From Otolaryngology Online


This is a scubcutaneous cavity containing saliva. This condition is usually caused by trauma to salivary gland parenchyma, laceration involving its duct, ducatal stenosis with poor efforts at dilatation. Extravasation of saliva into the surrounding tissues create sialocele.

Sialoceles are common in parotid gland as this gland is commonly involved in facial bone fractures. It is very rare in submandibular and sublingual salivary glands. Injuries to parotid gland present within a day with extensive soft tissue swelling of the face on the side of the injury. This condition is not well recognized and is often misdiagnosed as hematoma. If diagnosis could be made early as soon as the injury has occured an attempt at the primary repair of the duct can be done. If the injury is missed at this stage then an inflammatory pseudo capsule tends to develop. This is infact a protective mechanism which limits further extravasation of saliva into the neck tissue planes. Patient at this stage develops sialocele or external parotid fisutula.
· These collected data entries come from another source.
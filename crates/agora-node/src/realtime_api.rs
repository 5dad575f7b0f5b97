//! Real-time WebSocket API.
//!
//! - `/ws` - WebSocket endpoint for chat messages and live notifications
//! - `/api/online-users` - Users with at least one open connection
//! - `/api/realtime/stats` - Hub statistics
//!
//! ## WebSocket Protocol
//!
//! The session is checked before the upgrade; a missing or invalid session
//! gets `401` and never reaches the hub. After the upgrade, clients send JSON
//! text frames:
//!
//! ```json
//! {"kind": "direct_message", "recipient_id": 2, "content": "hi"}
//! {"kind": "group_message", "group_id": 7, "content": "hello all"}
//! ```
//!
//! and receive the persisted envelope (with `id`, `sender_id` and
//! `created_at`), `notification` envelopes, and `error` envelopes for frames
//! they sent that could not be processed.

use agora_realtime::{Client, Frame, HubStats, OnlineUser, UserProfile};
use axum::{
    extract::{
        ws::{Message, WebSocket, WebSocketUpgrade},
        State,
    },
    response::IntoResponse,
    routing::get,
    Json, Router,
};
use futures_util::{future, SinkExt, StreamExt};
use tracing::{debug, error, warn};

use crate::api::{ApiError, AppState};
use crate::auth::AuthenticatedUser;

/// Create the real-time API routes.
pub fn realtime_routes() -> Router<AppState> {
    Router::new()
        .route("/ws", get(ws_handler))
        .route("/api/online-users", get(online_users))
        .route("/api/realtime/stats", get(get_stats))
}

/// WebSocket upgrade handler.
///
/// Extractors run in order, so authentication is decided before the upgrade
/// headers are inspected.
async fn ws_handler(
    State(state): State<AppState>,
    AuthenticatedUser(profile): AuthenticatedUser,
    ws: WebSocketUpgrade,
) -> impl IntoResponse {
    debug!(user_id = profile.user_id, "Upgrading connection");
    ws.on_failed_upgrade(|e| warn!(error = %e, "WebSocket upgrade failed"))
        .on_upgrade(move |socket| handle_socket(socket, state, profile))
}

/// Handle a WebSocket connection.
async fn handle_socket(socket: WebSocket, state: AppState, profile: UserProfile) {
    let user_id = profile.user_id;
    let client = match Client::connect(
        state.hub.clone(),
        state.dispatcher.clone(),
        profile,
        state.client_config,
    )
    .await
    {
        Ok(client) => client,
        Err(e) => {
            error!(user_id, error = %e, "Failed to register client");
            return;
        }
    };

    let (sink, stream) = socket.split();
    let stream = stream.map(|message| message.map(into_frame));
    let sink = sink.with(|frame: Frame| future::ready(Ok::<_, axum::Error>(into_message(frame))));

    let reason = client.run(stream, sink).await;
    debug!(user_id, reason = %reason, "WebSocket closed");
}

fn into_frame(message: Message) -> Frame {
    match message {
        Message::Text(text) => Frame::Text(text.as_str().to_owned()),
        Message::Binary(data) => Frame::Binary(data),
        Message::Ping(data) => Frame::Ping(data),
        Message::Pong(data) => Frame::Pong(data),
        Message::Close(_) => Frame::Close,
    }
}

fn into_message(frame: Frame) -> Message {
    match frame {
        Frame::Text(text) => Message::Text(text.into()),
        Frame::Binary(data) => Message::Binary(data),
        Frame::Ping(data) => Message::Ping(data),
        Frame::Pong(data) => Message::Pong(data),
        Frame::Close => Message::Close(None),
    }
}

/// List online users.
async fn online_users(
    State(state): State<AppState>,
    _user: AuthenticatedUser,
) -> Result<Json<Vec<OnlineUser>>, ApiError> {
    Ok(Json(state.hub.online_users().await?))
}

/// Get real-time connection statistics.
async fn get_stats(State(state): State<AppState>) -> Result<Json<HubStats>, ApiError> {
    Ok(Json(state.hub.stats().await?))
}
//! The hub: sole owner of the online-client registry.
//!
//! Every registration, unregistration, delivery and snapshot is a message
//! into one loop. The loop owns the `user -> connections` map outright, so
//! nothing else can observe it mid-update and no lock guards it.

use crate::client::ClientId;
use crate::envelope::{Envelope, UserId};
use crate::error::RealtimeError;
use crate::presence::{OnlineUser, PresenceChange, PresenceStatus};
use serde::{Deserialize, Serialize};
use std::collections::{HashMap, HashSet};
use std::sync::Arc;
use tokio::sync::mpsc::error::TrySendError;
use tokio::sync::{broadcast, mpsc, oneshot};
use tracing::{debug, info, warn};

/// Default capacity of the hub's command channel.
pub const DEFAULT_COMMAND_CAPACITY: usize = 1024;

/// Default capacity of the presence broadcast channel.
pub const DEFAULT_PRESENCE_CAPACITY: usize = 256;

/// An envelope queued for a connection. Shared between all recipients of a fan-out.
pub type Outbound = Arc<Envelope>;

/// Hub tuning.
#[derive(Debug, Clone, Copy, PartialEq, Eq)]
pub struct HubConfig {
    /// Capacity of the route/deliver/snapshot command channel.
    pub command_capacity: usize,
    /// Capacity of the presence change broadcast channel.
    pub presence_capacity: usize,
}

impl Default for HubConfig {
    fn default() -> Self {
        Self {
            command_capacity: DEFAULT_COMMAND_CAPACITY,
            presence_capacity: DEFAULT_PRESENCE_CAPACITY,
        }
    }
}

/// Display metadata of an authenticated user.
#[derive(Debug, Clone, PartialEq, Eq, Serialize, Deserialize)]
pub struct UserProfile {
    /// User ID.
    pub user_id: UserId,
    /// Username shown to other users.
    pub username: String,
    /// Avatar reference, if the user has one.
    #[serde(default, skip_serializing_if = "Option::is_none")]
    pub avatar: Option<String>,
}

/// A connection asking to join the registry.
#[derive(Debug)]
pub struct Registration {
    /// Connection ID.
    pub client_id: ClientId,
    /// Owner of the connection.
    pub profile: UserProfile,
    /// Sending half of the connection's bounded outbound queue.
    pub sender: mpsc::Sender<Outbound>,
}

/// Hub statistics.
#[derive(Debug, Clone, Default, PartialEq, Eq, Serialize, Deserialize)]
pub struct HubStats {
    /// Users with at least one connection.
    pub online_users: usize,
    /// Currently registered connections.
    pub current_connections: usize,
    /// Connections registered since start.
    pub total_connections: u64,
    /// Envelopes accepted into outbound queues.
    pub messages_delivered: u64,
    /// Envelopes dropped because a queue was full.
    pub messages_dropped: u64,
    /// Connections closed for falling behind.
    pub slow_consumer_disconnects: u64,
}

struct RegisterRequest {
    registration: Registration,
    ack: oneshot::Sender<()>,
}

struct Unregistration {
    user_id: UserId,
    client_id: ClientId,
}

pub(crate) enum Command {
    Route {
        envelope: Outbound,
        targets: Vec<UserId>,
    },
    Deliver {
        user_id: UserId,
        client_id: ClientId,
        envelope: Outbound,
    },
    OnlineUsers {
        reply: oneshot::Sender<Vec<OnlineUser>>,
    },
    ConnectionCount {
        user_id: UserId,
        reply: oneshot::Sender<usize>,
    },
    Stats {
        reply: oneshot::Sender<HubStats>,
    },
}

struct Connection {
    profile: UserProfile,
    sender: mpsc::Sender<Outbound>,
}

enum Offer {
    Queued,
    Full,
    Closed,
}

impl Connection {
    fn offer(&self, envelope: &Outbound) -> Offer {
        match self.sender.try_send(envelope.clone()) {
            Ok(()) => Offer::Queued,
            Err(TrySendError::Full(_)) => Offer::Full,
            Err(TrySendError::Closed(_)) => Offer::Closed,
        }
    }
}

/// The hub event loop.
///
/// Construct it once at startup with [`Hub::new`], spawn [`Hub::run`], and
/// hand clones of the returned [`HubHandle`] to everything that needs it.
pub struct Hub {
    clients: HashMap<UserId, HashMap<ClientId, Connection>>,
    register_rx: mpsc::UnboundedReceiver<RegisterRequest>,
    unregister_rx: mpsc::UnboundedReceiver<Unregistration>,
    command_rx: mpsc::Receiver<Command>,
    presence_tx: broadcast::Sender<PresenceChange>,
    stats: HubStats,
}

impl Hub {
    /// Create the hub loop and its handle.
    pub fn new(config: HubConfig) -> (Self, HubHandle) {
        let (register_tx, register_rx) = mpsc::unbounded_channel();
        let (unregister_tx, unregister_rx) = mpsc::unbounded_channel();
        let (command_tx, command_rx) = mpsc::channel(config.command_capacity.max(1));
        let (presence_tx, _) = broadcast::channel(config.presence_capacity.max(1));

        let hub = Self {
            clients: HashMap::new(),
            register_rx,
            unregister_rx,
            command_rx,
            presence_tx: presence_tx.clone(),
            stats: HubStats::default(),
        };
        let handle = HubHandle {
            register_tx,
            unregister_tx,
            command_tx,
            presence_tx,
        };
        (hub, handle)
    }

    /// Create the hub and run its loop on the current tokio runtime.
    pub fn spawn(config: HubConfig) -> HubHandle {
        let (hub, handle) = Self::new(config);
        tokio::spawn(hub.run());
        handle
    }

    /// Run the loop until every handle has been dropped.
    pub async fn run(mut self) {
        info!("Hub started");

        loop {
            tokio::select! {
                biased;

                Some(request) = self.register_rx.recv() => self.register(request),
                Some(request) = self.unregister_rx.recv() => {
                    self.unregister(request.user_id, request.client_id);
                }
                Some(command) = self.command_rx.recv() => self.handle(command),
                else => break,
            }
        }

        info!(connections = self.connection_total(), "Hub stopped");
    }

    fn register(&mut self, request: RegisterRequest) {
        let RegisterRequest { registration, ack } = request;
        let Registration {
            client_id,
            profile,
            sender,
        } = registration;
        let user_id = profile.user_id;

        let connections = self.clients.entry(user_id).or_default();
        let first = connections.is_empty();
        connections.insert(client_id, Connection { profile, sender });
        let count = connections.len();
        self.stats.total_connections += 1;

        debug!(user_id, client_id = %client_id, connections = count, "Client registered");
        if first {
            self.publish(user_id, PresenceStatus::Online);
        }

        // The connection gave up before it could run; it will never unregister itself.
        if ack.send(()).is_err() {
            self.unregister(user_id, client_id);
        }
    }

    /// Remove a connection and close its queue. Returns false if it was not registered.
    fn unregister(&mut self, user_id: UserId, client_id: ClientId) -> bool {
        let Some(connections) = self.clients.get_mut(&user_id) else {
            return false;
        };
        if connections.remove(&client_id).is_none() {
            return false;
        }

        let remaining = connections.len();
        debug!(user_id, client_id = %client_id, connections = remaining, "Client unregistered");

        if remaining == 0 {
            self.clients.remove(&user_id);
            self.publish(user_id, PresenceStatus::Offline);
        }
        true
    }

    fn handle(&mut self, command: Command) {
        match command {
            Command::Route { envelope, targets } => self.route(envelope, targets),
            Command::Deliver {
                user_id,
                client_id,
                envelope,
            } => self.deliver(user_id, client_id, envelope),
            Command::OnlineUsers { reply } => {
                let _ = reply.send(self.snapshot());
            }
            Command::ConnectionCount { user_id, reply } => {
                let count = self.clients.get(&user_id).map_or(0, HashMap::len);
                let _ = reply.send(count);
            }
            Command::Stats { reply } => {
                let mut stats = self.stats.clone();
                stats.online_users = self.clients.len();
                stats.current_connections = self.connection_total();
                let _ = reply.send(stats);
            }
        }
    }

    fn route(&mut self, envelope: Outbound, targets: Vec<UserId>) {
        let mut seen = HashSet::with_capacity(targets.len());
        let mut evicted = Vec::new();
        let mut delivered = 0usize;

        for user_id in targets {
            if !seen.insert(user_id) {
                continue;
            }
            let Some(connections) = self.clients.get(&user_id) else {
                continue;
            };
            for (client_id, connection) in connections {
                match connection.offer(&envelope) {
                    Offer::Queued => delivered += 1,
                    offer => evicted.push((user_id, *client_id, matches!(offer, Offer::Full))),
                }
            }
        }

        self.stats.messages_delivered += delivered as u64;
        for (user_id, client_id, overflowed) in evicted {
            self.evict(user_id, client_id, overflowed);
        }

        debug!(
            kind = %envelope.kind,
            recipients = delivered,
            "Envelope routed"
        );
    }

    fn deliver(&mut self, user_id: UserId, client_id: ClientId, envelope: Outbound) {
        let offer = match self
            .clients
            .get(&user_id)
            .and_then(|connections| connections.get(&client_id))
        {
            Some(connection) => connection.offer(&envelope),
            None => return,
        };

        match offer {
            Offer::Queued => self.stats.messages_delivered += 1,
            Offer::Full => self.evict(user_id, client_id, true),
            Offer::Closed => self.evict(user_id, client_id, false),
        }
    }

    /// Drop a connection that can no longer accept envelopes.
    fn evict(&mut self, user_id: UserId, client_id: ClientId, overflowed: bool) {
        if overflowed {
            self.stats.messages_dropped += 1;
        }
        if !self.unregister(user_id, client_id) {
            return;
        }
        if overflowed {
            self.stats.slow_consumer_disconnects += 1;
            warn!(user_id, client_id = %client_id, "Outbound queue full, disconnecting slow client");
        } else {
            debug!(user_id, client_id = %client_id, "Outbound queue closed, removing client");
        }
    }

    fn snapshot(&self) -> Vec<OnlineUser> {
        let mut users: Vec<OnlineUser> = self
            .clients
            .iter()
            .filter_map(|(user_id, connections)| {
                connections.values().next().map(|connection| OnlineUser {
                    user_id: *user_id,
                    username: connection.profile.username.clone(),
                    avatar: connection.profile.avatar.clone(),
                    connections: connections.len(),
                })
            })
            .collect();
        users.sort_by_key(|user| user.user_id);
        users
    }

    fn connection_total(&self) -> usize {
        self.clients.values().map(HashMap::len).sum()
    }

    fn publish(&self, user_id: UserId, status: PresenceStatus) {
        info!(user_id, status = %status, "Presence changed");
        // No receivers is fine.
        let _ = self.presence_tx.send(PresenceChange { user_id, status });
    }
}

/// Cloneable handle to the hub loop.
#[derive(Debug, Clone)]
pub struct HubHandle {
    register_tx: mpsc::UnboundedSender<RegisterRequest>,
    unregister_tx: mpsc::UnboundedSender<Unregistration>,
    command_tx: mpsc::Sender<Command>,
    presence_tx: broadcast::Sender<PresenceChange>,
}

impl HubHandle {
    /// Add a connection to the registry.
    ///
    /// Returns once the hub loop has processed the registration, so a later
    /// [`unregister`](Self::unregister) for the same connection can never
    /// overtake it.
    pub async fn register(&self, registration: Registration) -> Result<(), RealtimeError> {
        let (ack, registered) = oneshot::channel();
        self.register_tx
            .send(RegisterRequest { registration, ack })
            .map_err(|_| RealtimeError::HubClosed)?;
        registered.await.map_err(|_| RealtimeError::HubClosed)
    }

    /// Remove a connection from the registry and close its outbound queue.
    ///
    /// Unregistering a connection that is not registered is a no-op.
    pub fn unregister(&self, user_id: UserId, client_id: ClientId) {
        if self
            .unregister_tx
            .send(Unregistration { user_id, client_id })
            .is_err()
        {
            debug!(user_id, client_id = %client_id, "Hub closed before unregister");
        }
    }

    /// Queue an envelope for every connection of every target user.
    ///
    /// Offline targets are skipped; this never fails because of a recipient.
    pub async fn route(&self, envelope: Envelope, targets: Vec<UserId>) -> Result<(), RealtimeError> {
        self.send(Command::Route {
            envelope: Arc::new(envelope),
            targets,
        })
        .await
    }

    /// Queue an envelope for a single connection.
    pub async fn deliver(
        &self,
        user_id: UserId,
        client_id: ClientId,
        envelope: Envelope,
    ) -> Result<(), RealtimeError> {
        self.send(Command::Deliver {
            user_id,
            client_id,
            envelope: Arc::new(envelope),
        })
        .await
    }

    /// Get hub statistics.
    pub async fn stats(&self) -> Result<HubStats, RealtimeError> {
        self.request(|reply| Command::Stats { reply }).await
    }

    /// Receive presence transitions (first connect, last disconnect).
    pub fn subscribe_presence(&self) -> broadcast::Receiver<PresenceChange> {
        self.presence_tx.subscribe()
    }

    async fn send(&self, command: Command) -> Result<(), RealtimeError> {
        self.command_tx
            .send(command)
            .await
            .map_err(|_| RealtimeError::HubClosed)
    }

    pub(crate) async fn request<T>(
        &self,
        command: impl FnOnce(oneshot::Sender<T>) -> Command,
    ) -> Result<T, RealtimeError> {
        let (reply, response) = oneshot::channel();
        self.send(command(reply)).await?;
        response.await.map_err(|_| RealtimeError::HubClosed)
    }
}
Sialoceles typically appears one to two weeks following injury. In the absence of secondary infection there is no pain. It would appear to be soft and mobile on palpation. Infection happens to be the most important complication and would lead to external salivary fistula.

Parotid sialocele:

This is rather common considering the frequency of facial bone fractures. Parotid duct is supposed to course along the middle third of the line drawn from tragus of ear to a point midway between vermillion border of upper lip and the ala of the nose. Any laceration crossing this line should be suspected to have damaged the parotid duct or its accompanying neurovascular bundle and thus should undergo through assessment to diagnose the same.
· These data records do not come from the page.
//! End-to-end tests for the HTTP surface, driven through the router.

use agora_node::api::{create_router, AppState};
use agora_node::config::{Config, SeedGroup, SeedUser};
use axum::{body::Body, http::Request};
use serde_json::{json, Value};
use tower::ServiceExt;

fn test_config() -> Config {
    let mut config = Config::default();
    config.seed.users = vec![
        SeedUser {
            session_token: "alice-token".to_string(),
            user_id: 1,
            username: "alice".to_string(),
            avatar: None,
        },
        SeedUser {
            session_token: "bob-token".to_string(),
            user_id: 2,
            username: "bob".to_string(),
            avatar: Some("bob.png".to_string()),
        },
    ];
    config.seed.groups = vec![SeedGroup {
        id: 7,
        members: vec![1, 2],
    }];
    config
}

fn create_test_app() -> axum::Router {
    create_router(AppState::in_memory(&test_config()))
}

async fn json_body(response: axum::response::Response) -> Value {
    let body = axum::body::to_bytes(response.into_body(), usize::MAX)
        .await
        .unwrap();
    serde_json::from_slice(&body).unwrap()
}

fn get(uri: &str) -> Request<Body> {
    Request::builder().uri(uri).body(Body::empty()).unwrap()
}

// ==================== Health ====================

#[tokio::test]
async fn test_health_check() {
    let app = create_test_app();

    let response = app.oneshot(get("/health")).await.unwrap();
    assert_eq!(response.status(), 200);
    assert!(response.headers().contains_key("x-request-id"));

    let body = json_body(response).await;
    assert_eq!(body["status"], "ok");
}

#[tokio::test]
async fn test_request_id_is_propagated() {
    let app = create_test_app();

    let request = Request::builder()
        .uri("/health")
        .header("x-request-id", "req-42")
        .body(Body::empty())
        .unwrap();
    let response = app.oneshot(request).await.unwrap();
    assert_eq!(response.headers()["x-request-id"], "req-42");
}

// ==================== WebSocket upgrade ====================

#[tokio::test]
async fn test_ws_without_session_is_unauthorized() {
    let app = create_test_app();

    let request = Request::builder()
        .uri("/ws")
        .header("connection", "upgrade")
        .header("upgrade", "websocket")
        .header("sec-websocket-version", "13")
        .header("sec-websocket-key", "dGhlIHNhbXBsZSBub25jZQ==")
        .body(Body::empty())
        .unwrap();
    let response = app.oneshot(request).await.unwrap();
    assert_eq!(response.status(), 401);

    let body = json_body(response).await;
    assert_eq!(body["error"], "authentication required");
}

#[tokio::test]
async fn test_ws_with_unknown_session_is_unauthorized() {
    let app = create_test_app();

    let response = app.oneshot(get("/ws?token=forged")).await.unwrap();
    assert_eq!(response.status(), 401);
}

#[tokio::test]
async fn test_ws_plain_request_is_rejected_after_auth() {
    let app = create_test_app();

    let request = Request::builder()
        .uri("/ws")
        .header("cookie", "session_id=alice-token")
        .body(Body::empty())
        .unwrap();
    let response = app.oneshot(request).await.unwrap();
    assert!(response.status().is_client_error());
    assert_ne!(response.status(), 401);
}

// ==================== Presence and stats ====================

#[tokio::test]
async fn test_online_users_requires_session() {
    let app = create_test_app();

    let response = app.clone().oneshot(get("/api/online-users")).await.unwrap();
    assert_eq!(response.status(), 401);

    let request = Request::builder()
        .uri("/api/online-users")
        .header("authorization", "Bearer alice-token")
        .body(Body::empty())
        .unwrap();
    let response = app.oneshot(request).await.unwrap();
    assert_eq!(response.status(), 200);
    assert_eq!(json_body(response).await, json!([]));
}

#[tokio::test]
async fn test_stats_start_empty() {
    let app = create_test_app();

    let response = app.oneshot(get("/api/realtime/stats")).await.unwrap();
    assert_eq!(response.status(), 200);

    let stats = json_body(response).await;
    assert_eq!(stats["current_connections"], 0);
    assert_eq!(stats["online_users"], 0);
    assert_eq!(stats["messages_dropped"], 0);
}

// ==================== Notifications ====================

#[tokio::test]
async fn test_create_and_list_notifications() {
    let app = create_test_app();

    let create_request = Request::builder()
        .method("POST")
        .uri("/api/notifications")
        .header("content-type", "application/json")
        .header("cookie", "session_id=alice-token")
        .body(Body::from(
            json!({
                "user_id": 2,
                "notification_type": "group_invite",
                "reference_id": 7,
                "message": "alice invited you to hiking club"
            })
            .to_string(),
        ))
        .unwrap();

    let response = app.clone().oneshot(create_request).await.unwrap();
    assert_eq!(response.status(), 201);

    let created = json_body(response).await;
    assert_eq!(created["user_id"], 2);
    assert_eq!(created["actor_id"], 1);
    assert_eq!(created["notification_type"], "group_invite");
    assert_eq!(created["read"], false);

    // Bob was offline; the stored copy is what he reads.
    let list_request = Request::builder()
        .uri("/api/notifications")
        .header("authorization", "Bearer bob-token")
        .body(Body::empty())
        .unwrap();
    let response = app.clone().oneshot(list_request).await.unwrap();
    assert_eq!(response.status(), 200);

    let listed = json_body(response).await;
    assert_eq!(listed.as_array().unwrap().len(), 1);
    assert_eq!(listed[0]["id"], created["id"]);

    // Alice has none of her own.
    let list_request = Request::builder()
        .uri("/api/notifications?token=alice-token")
        .body(Body::empty())
        .unwrap();
    let response = app.oneshot(list_request).await.unwrap();
    assert_eq!(json_body(response).await, json!([]));
}

#[tokio::test]
async fn test_create_notification_validation() {
    let app = create_test_app();

    let request = Request::builder()
        .method("POST")
        .uri("/api/notifications")
        .header("content-type", "application/json")
        .header("cookie", "session_id=alice-token")
        .body(Body::from(
            json!({
                "user_id": 2,
                "notification_type": "new_follower",
                "message": "   "
            })
            .to_string(),
        ))
        .unwrap();
    let response = app.clone().oneshot(request).await.unwrap();
    assert_eq!(response.status(), 400);

    let request = Request::builder()
        .method("POST")
        .uri("/api/notifications")
        .header("content-type", "application/json")
        .body(Body::from(
            json!({
                "user_id": 2,
                "notification_type": "new_follower",
                "message": "hello"
            })
            .to_string(),
        ))
        .unwrap();
    let response = app.oneshot(request).await.unwrap();
    assert_eq!(response.status(), 401);
}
Attempts at surgical reduction of facial bone fractures also can cause injury to parotid duct causing sialocele.


This is usually straightforward and can be made by clinical assessment and proper history taking. Often there will be history of trauma / surgical wound before the onset of swelling. Aspiration of the cyst will reveal clear fluid and when tested for salivary amylase it would be positive often exceeding 10,000 U/L.
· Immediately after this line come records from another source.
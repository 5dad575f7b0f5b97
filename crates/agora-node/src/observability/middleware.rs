//! Request ID propagation.

use axum::{
    extract::Request,
    http::{header::HeaderName, HeaderValue},
    middleware::Next,
    response::Response,
};
use std::future::Future;
use std::pin::Pin;
use tracing::Instrument;
use uuid::Uuid;

/// Header name for request ID.
pub const REQUEST_ID_HEADER: &str = "x-request-id";

/// Type alias for the middleware future.
type MiddlewareFuture = Pin<Box<dyn Future<Output = Response> + Send>>;

/// Type alias for middleware function pointer.
type MiddlewareFn = fn(Request, Next) -> MiddlewareFuture;

/// Type alias for the middleware layer.
pub type MiddlewareLayer = axum::middleware::FromFnLayer<MiddlewareFn, (), (Request,)>;

/// Request ID extension type, available to handlers via `Extension<RequestId>`.
#[derive(Clone, Debug)]
pub struct RequestId(pub String);

/// Layer that tags every request with an ID.
///
/// An incoming `x-request-id` is reused; otherwise a UUID is generated.
pub fn request_id_layer() -> MiddlewareLayer {
    axum::middleware::from_fn(request_id_middleware)
}

fn request_id_middleware(mut request: Request, next: Next) -> MiddlewareFuture {
    Box::pin(async move {
        let request_id = request
            .headers()
            .get(REQUEST_ID_HEADER)
            .and_then(|v| v.to_str().ok())
            .map(String::from)
            .unwrap_or_else(|| Uuid::new_v4().to_string());

        request
            .extensions_mut()
            .insert(RequestId(request_id.clone()));

        let span = tracing::info_span!(
            "request",
            request_id = %request_id,
            method = %request.method(),
            uri = %request.uri().path(),
        );

        let mut response = next.run(request).instrument(span).await;

        if let Ok(header_value) = HeaderValue::from_str(&request_id) {
            response
                .headers_mut()
                .insert(HeaderName::from_static(REQUEST_ID_HEADER), header_value);
        }

        response
    })
}
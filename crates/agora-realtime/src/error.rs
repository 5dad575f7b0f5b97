//! Error types for the real-time module.

use crate::envelope::{GroupId, UserId};
use thiserror::Error;

/// Errors surfaced by the hub handle.
#[derive(Debug, Error)]
pub enum RealtimeError {
    /// The hub loop has stopped and no longer accepts requests.
    #[error("hub is not running")]
    HubClosed,
}

/// Errors that end a client connection.
#[derive(Debug, Error)]
pub enum ClientError {
    /// The underlying connection failed to read or write.
    #[error("transport error: {0}")]
    Transport(String),

    /// No pong arrived within the read deadline.
    #[error("read deadline exceeded")]
    ReadTimeout,

    /// A frame could not be written within the write deadline.
    #[error("write deadline exceeded")]
    WriteTimeout,

    /// An outbound envelope could not be encoded.
    #[error("serialization error: {0}")]
    Serialization(#[from] serde_json::Error),

    /// Registration with the hub failed.
    #[error(transparent)]
    Hub(#[from] RealtimeError),
}

/// A frame the client sent that cannot be processed.
///
/// These are echoed back to the originating connection as `error` envelopes.
#[derive(Debug, Error, PartialEq, Eq)]
pub enum ProtocolError {
    /// The frame is not a valid envelope.
    #[error("malformed frame: {0}")]
    Malformed(String),

    /// The frame exceeds the configured size limit.
    #[error("frame too large: {size} bytes (max {max})")]
    FrameTooLarge { size: usize, max: usize },

    /// Only text frames carry envelopes.
    #[error("binary frames are not supported")]
    BinaryFrame,

    /// The envelope kind cannot be sent by clients.
    #[error("kind '{0}' cannot be sent by clients")]
    ForbiddenKind(String),

    /// The envelope is missing its target.
    #[error("missing field: {0}")]
    MissingTarget(&'static str),

    /// The message has no content.
    #[error("message content is empty")]
    EmptyContent,

    /// The message content is too long.
    #[error("message content too long: {len} characters (max {max})")]
    ContentTooLong { len: usize, max: usize },
}

/// Errors raised by external collaborators (stores, membership lookups).
#[derive(Debug, Error)]
pub enum RepositoryError {
    /// The referenced record does not exist.
    #[error("not found: {0}")]
    NotFound(String),

    /// The backing store rejected or failed the operation.
    #[error("storage failure: {0}")]
    Storage(String),
}

/// Outcomes of dispatching an inbound frame that did not lead to delivery.
#[derive(Debug, Error)]
pub enum DispatchError {
    /// The frame was malformed or invalid.
    #[error(transparent)]
    Protocol(#[from] ProtocolError),

    /// The sender is not allowed to post to the target.
    #[error("user {user_id} is not a member of group {group_id}")]
    NotMember { user_id: UserId, group_id: GroupId },

    /// Persisting the message or resolving membership failed.
    #[error("persistence failed: {0}")]
    Persistence(#[from] RepositoryError),

    /// The hub is gone.
    #[error(transparent)]
    Hub(#[from] RealtimeError),
}

#[cfg(test)]
mod tests {
    use super::*;

    #[test]
    fn test_client_error_from_encoding_failure() {
        let encode_error = serde_json::from_str::<serde_json::Value>("{").unwrap_err();
        let error = ClientError::from(encode_error);
        assert!(matches!(error, ClientError::Serialization(_)));
        assert!(error.to_string().starts_with("serialization error"));
    }

    #[test]
    fn test_hub_error_is_transparent_in_client_error() {
        let error = ClientError::from(RealtimeError::HubClosed);
        assert_eq!(error.to_string(), "hub is not running");
    }
}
Radiological examination (CT/MRI) have very limited role in detecting injuries to the area of parotid gland.

Ultrasound may help in the assessment of sialocele. Sialography can be performed. Of course it is controversial as it can increase the pressure on sialocele causing rupture and fistula formation.


Minor sialoceles are known to undergo spontaneous resolution by the end of the month because of the formation of scar tissue around the injured salivary parenchyma would seal further flow of saliva into the parenchyma.


1. Repeated aspiration and pressure dressing

2. Administration of antisialogogues like atropine / probanthine can be administered. These drugs should be administered with caution as they have their own set of adverse effects.

3. Formerly local irradiation using 6-20 Gy dose was attempted. It is highly controversial as radiation in this dose is highly carcinogenic.

Surgical management:

This falls into two groups.

1. Surgery that reduces parotid secretion

2. Surgery to divert saliva from the lesion into the oral cavity

Surgery to depress parotid secretion:

These include

Salivary duct ligation.

Section of auriculotemporal nerve (Jacobsen's nerve)


Intraoral drainage of sialocele using scalp vein set cannula. This cannula should be left in place for at least a month. Inflammatory response to the cannula and epithelization of the tract surrounding the tube would prevent recurrence.